Joke

Joke jokes

Orphan

What's the difference between an orphan and a watermelon?

One's fun to hang to with a sledge hammer, the other is just a watermelon.

People

Hiii everyone, I heard from many people that they want to join the "stop orphan jokes" group. Who wants to?

Friend

My friend: Wanna hear a joke?

Me: No.

Friend: Why?

Me: Because you are a joke.

Friend: Your life is too...

Me: :)

Friends :)

Sex

Why did my mouth say no to butt? Because that would be too much sex.

Ice Cream

Q. What kind of school does an ice cream man go to?

A. Sunday school!

Psst! Don't understand? Well, "Sunday" sounds like "Sundae." Get it now? Nope? Sorry. Plus, it's an ice cream homophone joke.

Number

Why did the number 5 get voted out of the game in the 1st round? Because he was an odd man out!

Head

What has one head, one foot, and four legs? A: A bed.
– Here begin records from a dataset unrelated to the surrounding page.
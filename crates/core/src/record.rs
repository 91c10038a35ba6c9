//! Structured records produced by the reasoning engine.
//!
//! Each record is what a pipeline stage expects to find in the engine's
//! response once decoded. Fields the engine must supply are required;
//! a response missing them does not decode, so a record never mixes
//! engine output with locally invented values.

use serde::{Deserialize, Deserializer, Serialize};

/// Engines often answer `null` for a field they have nothing to put in.
fn null_as_default<'de, D, T>(deserializer: D) -> Result<T, D::Error>
where
    D: Deserializer<'de>,
    T: Default + Deserialize<'de>,
{
    Ok(Option::<T>::deserialize(deserializer)?.unwrap_or_default())
}

/// How urgently the patient should be seen.
#[derive(Debug, Clone, Copy, PartialEq, Eq, PartialOrd, Ord, Hash, Serialize, Deserialize)]
#[serde(rename_all = "lowercase", try_from = "String")]
pub enum Priority {
    Low,
    Medium,
    High,
}

impl Priority {
    pub fn as_str(&self) -> &'static str {
        match self {
            Priority::Low => "low",
            Priority::Medium => "medium",
            Priority::High => "high",
        }
    }
}

impl std::fmt::Display for Priority {
    fn fmt(&self, f: &mut std::fmt::Formatter<'_>) -> std::fmt::Result {
        f.write_str(self.as_str())
    }
}

impl std::str::FromStr for Priority {
    type Err = String;

    /// Engines answer in whatever case they like ("LOW", "Moderate", "urgent").
    fn from_str(s: &str) -> Result<Self, Self::Err> {
        match s.trim().to_ascii_lowercase().as_str() {
            "low" | "routine" | "minor" => Ok(Priority::Low),
            "medium" | "moderate" | "mid" => Ok(Priority::Medium),
            "high" | "urgent" | "critical" | "emergency" => Ok(Priority::High),
            other => Err(format!("unknown priority '{other}'")),
        }
    }
}

impl TryFrom<String> for Priority {
    type Error = String;

    fn try_from(value: String) -> Result<Self, Self::Error> {
        value.parse()
    }
}

/// The triage recommendation attached to symptom and image events.
#[derive(Debug, Clone, PartialEq, Eq, Serialize, Deserialize)]
pub struct TriageResult {
    /// The single specialist the patient should see
    pub specialist: String,

    /// Why: expected to reference prior history
    pub reason: String,

    pub priority: Priority,

    /// What the engine saw in an uploaded image (image triage only)
    #[serde(default, skip_serializing_if = "Option::is_none")]
    pub visual_observation: Option<String>,
}

impl TriageResult {
    /// The named default used when the triage stage cannot be decoded.
    pub fn fallback() -> Self {
        Self {
            specialist: "General Physician".into(),
            reason: "Standard evaluation".into(),
            priority: Priority::Low,
            visual_observation: None,
        }
    }
}

/// Output of the extraction stage: the normalized complaint.
#[derive(Debug, Clone, PartialEq, Eq, Serialize, Deserialize)]
pub struct Extraction {
    /// The complaint translated to English and normalized
    pub transcription_en: String,

    #[serde(default, deserialize_with = "null_as_default")]
    pub symptoms: Vec<String>,

    #[serde(default, deserialize_with = "null_as_default")]
    pub specific_suggestion: String,
}

impl Extraction {
    /// The named default used when the extraction stage cannot be decoded:
    /// the raw input stands in for the transcription.
    pub fn fallback(raw_text: &str) -> Self {
        Self {
            transcription_en: raw_text.to_string(),
            symptoms: Vec::new(),
            specific_suggestion: String::new(),
        }
    }
}

/// A synthesized clinical report over recent history.
#[derive(Debug, Clone, PartialEq, Eq, Serialize, Deserialize)]
pub struct SoapReport {
    /// One-sentence summary of the patient
    pub patient_summary: String,

    /// Severe pain, surgeries, high fever, cardiac issues and the like
    #[serde(default, deserialize_with = "null_as_default")]
    pub critical_alerts: Vec<String>,

    pub soap: SoapNote,
}

/// The four-part Subjective/Objective/Assessment/Plan note.
#[derive(Debug, Clone, PartialEq, Eq, Serialize, Deserialize)]
pub struct SoapNote {
    pub subjective: String,
    pub objective: String,
    pub assessment: String,
    pub plan: String,
}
Q: Did you hear the joke about the roof? A: Never mind, it's over your head!

Q: How many letters are in the alphabet? A: 11. A-L-P-H-A-B-E-T.

Abortion clinic

I was dying when I called my sister and she said, "Hi, this is Pepperoni's pizza and abortion clinic; your loss, our sauce. How may I help you today?"

Emotion

"Knock, knock." "Who's there?" "Boo." "Boo who?" "Don't cry, it's just a joke."

Chicken

What did the chicken say when he saw a human running around uncontrollably?

"It's running around like a chicken with its head cut off!"

Dad

Where did your dad go? Because I saw him at the milk shop. Oh wait, there isn't one.

Paper

Have you heard the joke about the paper?

Never mind, it's tear-able.

Name

When I try to call my friend, I can't get through because my name is Lin Kon, and the operator keeps saying, "Yes, Mr. President."

Leaf

Alright, I'm gonna make like a tree and leaf.